Morale della favola? John Lees, ormai un canuto, simpatico vecchietto che vive nella tranquilla campagna inglese, si mette all'opera. Radunata la sua band di sanguigni omaccioni inglesi, compone, registra e produce praticamente in casa sua un disco nuovo, semplice, onesto, soprattutto un disco progressivo.
“North” ha tutto dei BJH: trame chitarristiche solenni e profonde, voce discrete e affettuose, arrangiamenti corposi che richiamano i pieni orchestrali, il supporto di un'intera sezione di fiati. E tuttavia è un disco moderno, nel suono come nella strumentazione; anche se la qualità della produzione quasi casalinga non è sempre perfetta, essa è spesso compensata da un feeling maggiore, patinato e caldo.
E' un disco che l'appassionato si gusterà tutto di un fiato, perchè ascoltare nel 2013 il tremolo lamento del mellotron è qualcosa di incredibilmente toccante. La canzone è “On Leave”, dedicata al suicidio dell'amico, nove minuti di variegata bellezza con però guizzi di ardore in 5 e 6/8, assoli di chitarra e tastiera. Un perfetta canzone prog come lo sono “Ancient Waves” e “North”. Lunga ballata la prima, delicata ma di buona vena, intensa anche nel testo che parla dei soldati morti in battaglia; la seconda invece è un maestoso e potente acquerello dell'Inghilterra, con moltissime variazioni di ritmo lungo i suoi otto minuti e rotti.

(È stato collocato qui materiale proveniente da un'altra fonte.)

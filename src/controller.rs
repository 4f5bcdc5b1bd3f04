//! The page controller: owns every feature and routes input to them.
//!
//! Input arrives as [`PageInput`] values together with a millisecond clock.
//! Handlers update state immediately where the page would, and schedule
//! debounced work (scroll spy, search, overlay resize) that runs from
//! [`DocsController::tick`]. The event loop draws after every handled input
//! or tick that reports a change.

use crate::assets::{ImageHandler, ImageSource, PreloadProgress, Preloader};
use crate::debounce::Debouncer;
use crate::error::{Error, Result};
use crate::events::EventBus;
use crate::geometry::{CellMetrics, PageLayout, Viewport};
use crate::input::Document;
use crate::outline::{Breadcrumb, Outline};
use crate::overlay::{MobileOverlay, OVERLAY_RESIZE_DELAY_MS};
use crate::page_layout::{Layout, LayoutSwitcher};
use crate::pointer::{PointerListeners, PointerPhase, PointerTarget};
use crate::scroll_spy::{self, ScrollSpy, SCROLL_SPY_DELAY_MS};
use crate::search::{SearchIndex, SearchOutcome, SearchResult};
use crate::section::Section;
use crate::settings::{Settings, FONT_SIZE_STEP, MAX_FONT_SIZE, MIN_FONT_SIZE};
use crate::sidebar::{SidebarManager, DEFAULT_WIDTH_PX};
use crate::theme::{Theme, ThemeManager};

/// Trailing debounce applied to typed queries.
pub const SEARCH_DELAY_MS: u64 = 300;
/// Width of the outline panel in pixels.
pub const OUTLINE_WIDTH_PX: u32 = 240;
/// Rows taken by the top bar and the status bar.
pub const CHROME_ROWS: u16 = 2;

#[derive(Clone, Copy, Debug, PartialEq, Eq)]
/// Which optional panels exist on the page.
pub struct PageElements {
    /// Navigation sidebar.
    pub sidebar: bool,
    /// Mobile overlay and its menu button.
    pub overlay: bool,
    /// On-page outline.
    pub outline: bool,
    /// Breadcrumb in the top bar.
    pub breadcrumb: bool,
    /// Search box and results.
    pub search: bool,
}

impl PageElements {
    /// Names accepted by [`PageElements::from_names`].
    pub const NAMES: [&'static str; 5] = ["sidebar", "overlay", "outline", "breadcrumb", "search"];

    #[must_use]
    /// Every panel present.
    pub fn all() -> Self {
        Self {
            sidebar: true,
            overlay: true,
            outline: true,
            breadcrumb: true,
            search: true,
        }
    }

    #[must_use]
    /// Panels named in `names`; unknown names are ignored with a warning.
    pub fn from_names(names: &[String]) -> Self {
        let mut elements = Self {
            sidebar: false,
            overlay: false,
            outline: false,
            breadcrumb: false,
            search: false,
        };
        for name in names {
            match name.trim() {
                "sidebar" => elements.sidebar = true,
                "overlay" => elements.overlay = true,
                "outline" => elements.outline = true,
                "breadcrumb" => elements.breadcrumb = true,
                "search" => elements.search = true,
                other => tracing::warn!(panel = other, "unknown panel"),
            }
        }
        elements
    }
}

#[derive(Clone, Copy, Debug)]
/// Debounce delays, in milliseconds.
pub struct Delays {
    /// Scroll spy recomputation.
    pub scroll_spy_ms: u64,
    /// Search after typing.
    pub search_ms: u64,
    /// Overlay reaction to resizes.
    pub resize_ms: u64,
}

impl Default for Delays {
    fn default() -> Self {
        Self {
            scroll_spy_ms: SCROLL_SPY_DELAY_MS,
            search_ms: SEARCH_DELAY_MS,
            resize_ms: OVERLAY_RESIZE_DELAY_MS,
        }
    }
}

/// Everything the controller needs besides the document.
pub struct PageOptions {
    /// Panels present on the page.
    pub elements: PageElements,
    /// Persisted preferences.
    pub settings: Settings,
    /// Terminal size in cells.
    pub size: (u16, u16),
    /// Pixel size of a cell.
    pub metrics: CellMetrics,
    /// Fallback asset for failed images.
    pub fallback_image: String,
    /// Resolves image references.
    pub image_source: Box<dyn ImageSource>,
    /// Theme used when none is saved.
    pub system_theme: Theme,
    /// Debounce delays.
    pub delays: Delays,
}

#[derive(Clone, Debug, PartialEq, Eq)]
/// Input understood by the page.
pub enum PageInput {
    /// Scroll by a number of rows; negative scrolls up.
    Scroll(i32),
    /// Scroll by a number of viewport heights.
    ScrollPages(i32),
    /// Jump back to the top of the page.
    BackToTop,
    /// Jump to the end of the page.
    ScrollToEnd,
    /// Focus the search box.
    FocusSearch,
    /// The search box now holds this text.
    SearchInput(String),
    /// Jump to the search result at this position.
    SelectResult(usize),
    /// Move the search result cursor by this many results.
    ResultCursor(isize),
    /// Menu button or sidebar shortcut.
    ToggleSidebar,
    /// Pointer pressed on the sidebar edge, at this x position in pixels.
    PointerDown(u32),
    /// Pointer moved while pressed.
    PointerMove(u32),
    /// Pointer released.
    PointerUp,
    /// Click on the overlay backdrop.
    BackdropClick,
    /// Follow a link to the section with this id.
    Navigate(String),
    /// Move the sidebar cursor by this many visible items.
    NavCursor(isize),
    /// Move the sidebar cursor to its parent.
    NavParent,
    /// Follow the link under the sidebar cursor.
    NavActivate,
    /// Expand or collapse the navigation item at this index.
    ToggleNavItem(usize),
    /// Collapse-all control.
    CollapseAll,
    /// The terminal now has this many columns and rows.
    ViewportResized(u16, u16),
    /// Theme toggle.
    ToggleTheme,
    /// Layout switcher: next layout.
    CycleLayout,
    /// Layout switcher: a specific layout.
    SetLayout(Layout),
    /// Larger text.
    FontIncrease,
    /// Smaller text.
    FontDecrease,
    /// Retry images that failed to load.
    ReloadImages,
    /// Escape key.
    Escape,
}

#[derive(Clone, Copy, Debug, PartialEq, Eq)]
/// Column widths of the panels drawn beside each other.
pub struct PanelWidths {
    /// Docked sidebar; 0 when hidden or on mobile.
    pub sidebar: u16,
    /// Content column.
    pub content: u16,
    /// Outline panel; 0 when hidden.
    pub outline: u16,
}

/// Runs one feature initializer, logging its failure instead of
/// propagating it.
fn isolate<T>(feature: &'static str, init: impl FnOnce() -> Result<Option<T>>) -> Option<T> {
    match init() {
        Ok(Some(value)) => {
            tracing::debug!(feature, "initialised");
            Some(value)
        }
        Ok(None) => {
            tracing::debug!(feature, "panel not on page, skipped");
            None
        }
        Err(e) => {
            tracing::error!(feature, error = %e, "initializer failed");
            None
        }
    }
}

/// Controller for one documentation page.
pub struct DocsController {
    doc: Document,
    title: String,
    elements: PageElements,
    settings: Settings,
    bus: EventBus,
    viewport: Viewport,
    page: PageLayout,
    offset: u32,
    spy: ScrollSpy,
    spy_debounce: Debouncer<u32>,
    index: Option<SearchIndex>,
    search_debounce: Debouncer<String>,
    query: String,
    outcome: SearchOutcome,
    result_cursor: usize,
    results_open: bool,
    search_focused: bool,
    sidebar: Option<SidebarManager>,
    overlay: Option<MobileOverlay>,
    outline: Option<Outline>,
    breadcrumb: Option<Breadcrumb>,
    theme: ThemeManager,
    layouts: LayoutSwitcher,
    listeners: PointerListeners,
    images: Option<ImageHandler>,
    image_source: Box<dyn ImageSource>,
    preloader: Preloader,
}
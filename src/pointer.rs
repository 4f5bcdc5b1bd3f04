//! Page-level pointer listeners.
//!
//! Interactive drags register move and release listeners for their duration
//! and must remove them when the drag ends. The registry only records who is
//! listening; the controller routes each pointer event to the targets
//! returned by [`PointerListeners::targets`].

#[derive(Clone, Copy, Debug, PartialEq, Eq, Hash)]
/// Handle returned when registering a listener.
pub struct ListenerId(u64);

#[derive(Clone, Copy, Debug, PartialEq, Eq)]
/// Pointer event phase a listener subscribes to.
pub enum PointerPhase {
    /// Pointer moved while a button is held.
    Move,
    /// Button released.
    Release,
}

#[derive(Clone, Copy, Debug, PartialEq, Eq)]
/// Component that handles a routed pointer event.
pub enum PointerTarget {
    /// The sidebar's drag-resize session.
    SidebarResize,
}

#[derive(Debug, Default)]
/// Registry of active pointer listeners.
pub struct PointerListeners {
    next_id: u64,
    entries: Vec<(ListenerId, PointerPhase, PointerTarget)>,
}

impl PointerListeners {
    #[must_use]
    /// Creates an empty registry.
    pub fn new() -> Self {
        Self::default()
    }

    /// Registers `target` for `phase` events.
    pub fn add(&mut self, phase: PointerPhase, target: PointerTarget) -> ListenerId {
        let id = ListenerId(self.next_id);
        self.next_id += 1;
        self.entries.push((id, phase, target));
        id
    }

    /// Unregisters a listener; returns whether it was registered.
    pub fn remove(&mut self, id: ListenerId) -> bool {
        let before = self.entries.len();
        self.entries.retain(|(entry, _, _)| *entry != id);
        self.entries.len() != before
    }

    #[must_use]
    /// Targets listening for `phase`, in registration order.
    pub fn targets(&self, phase: PointerPhase) -> Vec<PointerTarget> {
        self.entries
            .iter()
            .filter(|(_, p, _)| *p == phase)
            .map(|(_, _, target)| *target)
            .collect()
    }

    #[must_use]
    /// Number of registered listeners.
    pub fn len(&self) -> usize {
        self.entries.len()
    }

    #[must_use]
    /// Whether no listener is registered.
    pub fn is_empty(&self) -> bool {
        self.entries.is_empty()
    }
}

#[cfg(test)]
mod tests {
    use super::{PointerListeners, PointerPhase, PointerTarget};

    #[test]
    fn test_targets_filter_by_phase() {
        let mut listeners = PointerListeners::new();
        let moving = listeners.add(PointerPhase::Move, PointerTarget::SidebarResize);
        listeners.add(PointerPhase::Release, PointerTarget::SidebarResize);

        assert_eq!(listeners.targets(PointerPhase::Move), vec![PointerTarget::SidebarResize]);
        assert!(listeners.remove(moving));
        assert!(!listeners.remove(moving));
        assert!(listeners.targets(PointerPhase::Move).is_empty());
        assert_eq!(listeners.len(), 1);
    }
}
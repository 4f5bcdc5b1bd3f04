use super::{dedupe_ids, link_hierarchy, slugify, Block, BlockKind, Inline, Section};

#[test]
fn test_slugify_collapses_separators() {
    assert_eq!(slugify("Getting Started"), "getting-started");
    assert_eq!(slugify("  API -- Reference! "), "api-reference");
    assert_eq!(slugify("欢迎来到 XIM 工作室"), "欢迎来到-xim-工作室");
    assert_eq!(slugify("???"), "section");
}

#[test]
fn test_dedupe_ids_suffixes_repeats() {
    let mut sections = vec![
        Section::new("usage", "Usage", 2),
        Section::new("usage", "Usage", 2),
        Section::new("usage", "Usage", 2),
    ];
    dedupe_ids(&mut sections);
    let ids: Vec<&str> = sections.iter().map(|s| s.id.as_str()).collect();
    assert_eq!(ids, ["usage", "usage-1", "usage-2"]);
}

#[test]
fn test_link_hierarchy_follows_levels() {
    let mut sections = vec![
        Section::new("a", "A", 1),
        Section::new("b", "B", 2),
        Section::new("c", "C", 3),
        Section::new("d", "D", 2),
        Section::new("e", "E", 1),
    ];
    link_hierarchy(&mut sections);

    assert_eq!(sections[0].children_indices, vec![1, 3]);
    assert_eq!(sections[1].children_indices, vec![2]);
    assert_eq!(sections[2].parent_index, Some(1));
    assert_eq!(sections[3].parent_index, Some(0));
    assert_eq!(sections[4].parent_index, None);
}

#[test]
fn test_text_content_joins_heading_and_blocks() {
    let section = Section::new("intro", "Intro", 2)
        .with_block(Block::new(BlockKind::Paragraph, "First."))
        .with_block(Block::new(BlockKind::Code, "let x = 1;"));
    assert_eq!(section.text_content(), "Intro\nFirst.\nlet x = 1;");
}

#[test]
fn test_inline_runs_include_heading() {
    let mut section =
        Section::new("intro", "Intro", 2).with_block(Block::new(BlockKind::Paragraph, "Body"));
    let runs: Vec<Vec<Inline>> = section.inline_runs_mut().map(|r| r.clone()).collect();
    assert_eq!(runs.len(), 2);
    assert_eq!(runs[0], vec![Inline::Text("Intro".to_string())]);
}
use super::{wrap_inlines, CellMetrics, LineKind, PageLayout, Run, Viewport};
use crate::input::Document;
use crate::section::{Block, BlockKind, Inline, Section};

fn plain(rows: &[Vec<Run>]) -> Vec<String> {
    rows.iter()
        .map(|r| r.iter().map(|run| run.text.as_str()).collect())
        .collect()
}

#[test]
fn test_viewport_pixels_follow_font_size() {
    let viewport = Viewport::new(120, 40, CellMetrics::default());
    assert_eq!(viewport.width_px(), 1200);
    assert_eq!(viewport.height_px(), 800);
    assert!(!viewport.is_mobile());

    let zoomed = viewport.with_font(150);
    assert_eq!(zoomed.width_px(), 800);
    assert!(zoomed.is_mobile());
    assert_eq!(zoomed.px_to_cols(400), 60);
}

#[test]
fn test_breakpoint_is_inclusive_for_mobile() {
    let metrics = CellMetrics {
        width_px: 8,
        height_px: 16,
    };
    assert!(Viewport::new(128, 40, metrics).is_mobile());
    assert!(!Viewport::new(129, 40, metrics).is_mobile());
}

#[test]
fn test_wrap_breaks_at_spaces() {
    let rows = wrap_inlines(&[Inline::Text("the quick brown fox".to_string())], 10);
    assert_eq!(plain(&rows), ["the quick", "brown fox"]);
}

#[test]
fn test_wrap_splits_long_words_and_wide_chars() {
    let rows = wrap_inlines(&[Inline::Text("abcdefghij".to_string())], 4);
    assert_eq!(plain(&rows), ["abcd", "efgh", "ij"]);

    let rows = wrap_inlines(&[Inline::Text("欢迎来到工作室".to_string())], 6);
    assert_eq!(plain(&rows), ["欢迎来", "到工作", "室"]);
}

#[test]
fn test_wrap_keeps_highlights() {
    let rows = wrap_inlines(
        &[
            Inline::Text("find ".to_string()),
            Inline::Highlight("needle".to_string()),
            Inline::Text(" here".to_string()),
        ],
        8,
    );
    assert_eq!(plain(&rows), ["find", "needle", "here"]);
    assert!(rows[1][0].highlighted);
    assert!(!rows[0][0].highlighted);
}

#[test]
fn test_wrap_honours_newlines() {
    let rows = wrap_inlines(&[Inline::Text("a\nb".to_string())], 20);
    assert_eq!(plain(&rows), ["a", "b"]);
}

#[test]
fn test_layout_places_sections_after_preamble() {
    let doc = Document {
        preamble: vec![Block::new(BlockKind::Paragraph, "Intro")],
        sections: vec![
            Section::new("one", "One", 2).with_block(Block::new(BlockKind::Paragraph, "Body")),
            Section::new("two", "Two", 2),
        ],
    };
    let viewport = Viewport::new(100, 30, CellMetrics::default());
    let layout = PageLayout::build(&doc, 60, &viewport);

    // preamble: text + blank; section one: heading, blank, body, blank
    assert_eq!(layout.sections[0].top, 40);
    assert_eq!(layout.sections[0].height, 80);
    assert_eq!(layout.sections[1].top, 120);
    assert_eq!(layout.height, 160);
    assert_eq!(layout.lines[2].kind, LineKind::Heading(2));
    assert_eq!(layout.section("two").map(|s| s.first_line), Some(6));
}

Non mancano pezzi più particolari e persino sorprendenti, come “On Top Of The World”, uno struggente lamento retto esclusivamente dai fiati dei “Frugal Horns” e da rade note di pianoforte. Si racconta dei minatori inglesi, di quelli che nel secolo scorso resero grande l'Impero mondiale e che ora sono dimenticati come lo sono tutti i loro sacrifici. Niente politiche contemporanee o altre bassezze simili, qui c'è solo memoria e orgoglio per un tempo perduto. Altri brividi con “At The End Of The Day”, che chiude il disco: il testo è una poesia di tal Ammon Wrigley, l'arrangiamento solo testiere; mi fermo qui, ascoltare per credere.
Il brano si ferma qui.